1 Introduction Aspect-based sentiment analysis (ABSA) [1, 2] is becoming an important research direction in natural language processing. ABSA is a fine-grained task that aims to extract one or more specific sentiment elements from a given text or sentence. Four essential elements are typically involved: aspect categories, aspect terms, opinion terms, and sentiment polarity. We provide a concrete example in Fig. 1, the aspect term is “restaurant”. “ambience general” and “restaurant miscellaneous” are the aspect categories corresponding to the aspect term “restaurant”. “negative” is the sentiment polarity. “busy”, “cramped” and “closes early” are opinion terms. This paper focuses on extracting four sentiment elements from a given text sentence.
Fig. 1. Example of an ASQP task, with the blue span emphasizing the gold aspect term and the orange span being the opinion term. The symbol “-“ indicates negative sentiment polarity. (Color figure online)
Depending on the number of sentiment elements predicted from text comments, Zhang et al. further classified ABSA subtasks into two types: single and compound ABSA tasks. The single ABSA subtask mainly includes aspect term extraction (ATE) [3], opinion term extraction (OTE) [4], aspect category detection (ACD) [5]. The compound ABSA subtask extracts more detailed information and jointly predicts multiple sentiment tuple elements from text comments. These include aspect opinion term pair extraction (AOPE) [6], aspect category sentiment analysis (ACSA) [7], aspect sentiment triplet extraction (ASTE) [8], aspect category sentiment detection (ACSD) [9], and recently proposed aspect-based sentiment quad prediction (ASQP) [10–13]. Cai et al. [10] first suggested a two-stage pipeline method to perform the aspectbased sentiment quad prediction task. All possible aspect terms and opinion terms are extracted in the first stage. Then the extracted aspect terms and opinion terms are used to match the correct aspect-opinion pairs. The second stage determines its corresponding sentiment polarity and aspect category by extracting the obtained aspect-opinion term pairs. However, this pipeline approach may have error propagation problems. Recently, Mao et al. [12] proposed a Seq2Path model to generate sentiment quadruplets by constructing a tree structure. In addition, they added additional training data using data augmentation. Zhang et al. [11] proposed combining annotated sentiment elements with pre-constructed templates and using the obtained natural language sentences as target sequences. They converted the original aspect-based sentiment quad prediction task to a text generation problem. This work does not consider the case of text sentences containing implicit opinion terms and suffers from the possibility that some gold target
Simplifying Aspect-Sentiment Quadruple Prediction
709
sequences cannot be recovered as quadruplets. In addition, when the predicted terms are not present in the input sentences, both Mao et al. and Zhang et al. [11, 12] methods may not be able to process them accurately. Inspired by the above observations, we propose a novel end-to-end sentiment quadruplets prediction model named Cartesian-ASQP for the aspect-based sentiment quad prediction task. Since sentiment polarities and aspect categories are chosen from predefined sets, we simplify the aspect-based sentiment quad prediction task to a triplet prediction task by performing the Cartesian product operation [14] on these two sets. For sentiment quadruplet text sentences containing pronouns as implicit terms, we present an implicit term processing strategy by semantically mapping these terms back to pronouns it and null. In addition, we propose a two-stage term correction strategy for the situation where the explicit aspect/opinion terms predicted by the model are absent in the input text sentence. Our contribution can be summarized as follows: 1. This paper proposes a novel generation model Cartesian-ASQP to perform the aspectbased sentiment quad prediction task. We propose a two-stage term correction strategy to solve the prediction problem for terms that do not conform to the rules.
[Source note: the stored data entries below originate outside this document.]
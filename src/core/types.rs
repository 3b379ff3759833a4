/*!
 * Core Types
 * Common types used across the scheduler
 */

/// Process identifier, allocated monotonically and never reused
pub type ProcessId = u64;

/// Step count in a process's own stepping domain
pub type Step = u64;

/// Common result type for scheduler operations
pub type SchedulerResult<T> = Result<T, super::errors::SchedulerError>;
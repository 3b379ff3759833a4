/*!
 * Process Module
 * Process handles, registration, and scheduling
 */

pub mod registry;
pub mod scheduler;
pub mod traits;
pub mod trial;
pub mod types;

// Re-export for convenience
pub use registry::ProcessRegistry;
pub use scheduler::{Scheduler, SchedulerBuilder, SchedulerSnapshot, SchedulerStats};
pub use traits::{HandleStatus, ProcessHandle};
pub use trial::Trial;
pub use types::{AdmissionState, Process, ProcessInfo};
The strategy and model are easy to implement and can be built on top of other pre-trained models for ABSA tasks. 2. This paper simplifies the aspect-based sentiment quad prediction task to a sentiment triple extraction task by performing a Cartesian product operation on the aspect categories and sentiment polarity sets. This simplification in the generation task can significantly decrease the complexity of the ASQP. 3. This paper conducts extensive experiments on two public ASQP and ACOS benchmark datasets. The experimental results demonstrate that our proposed model is significantly better than the recent outperform approaches.
2 Method We consider aspect sentiment quad prediction as a generation task (Subsect. 2.1) and use the Cartesian product operation to simplify the ASQP task into a new paradigm of sentiment triple extraction (Subsect. 2.2). At the same time, to better mine the implicit information and solve the model error prediction problem, we propose an implicit term processing strategy (Subsect. 2.3) and a two-stage term correction strategy (Subsect. 2.4) in the input and output sides of the model, respectively. Finally, we describe the model’s overall architecture in detail (Subsect. 2.5). 2.1 Task Formulation Given a sentence sequence X = {x1 , x2 , . . . , xn }, the aspect-based sentiment quad task aims to predict a sequence set Y = {(a1 , o1 , p1 , c1 ), ..., (am , om , pm , cm ))} of all sentiment quadruplets from X, where ai , oi , pi and ci represent the aspect term, opinion term, sentiment polarity, and aspect category in the ith sentiment quadruplet, respectively. The aspect term a and the opinion term o usually appear in the input sentence X. The aspect category c belongs to the set of predefined categories Lc . Sentiment polarity p ∈ Lp = {positive, neutral, negative}. n, m denotes the length of text sentences and the number of sentiment quadruplets in the target sequence.
710
J. Wang et al.
2.2 Cartesian Product Operation Unlike the previous models, this paper simplifies the ASQP task to a triplet sentiment prediction task by performing the Cartesian product operation. Specifically, since the sentiment polarity p and aspect category c belong to the already defined sets Lp and Lc , respectively. We obtain a new predefined set Lpc using the Cartesian product of Lp × Lc . This paper simplifies the original sentiment quadruplets (a, o, p, c) prediction task into a triplet (a, o, pc) extraction task. We consider that this processing can effectively decrease the complexity of the ASQP task where pc belongs to the recomputed predefined set Lpc . This triplet form is similar to the direct extraction of the expected sentiment elements but in the form of a generated text string. Thus, the original quadruplet is transformed into the final target output sequence.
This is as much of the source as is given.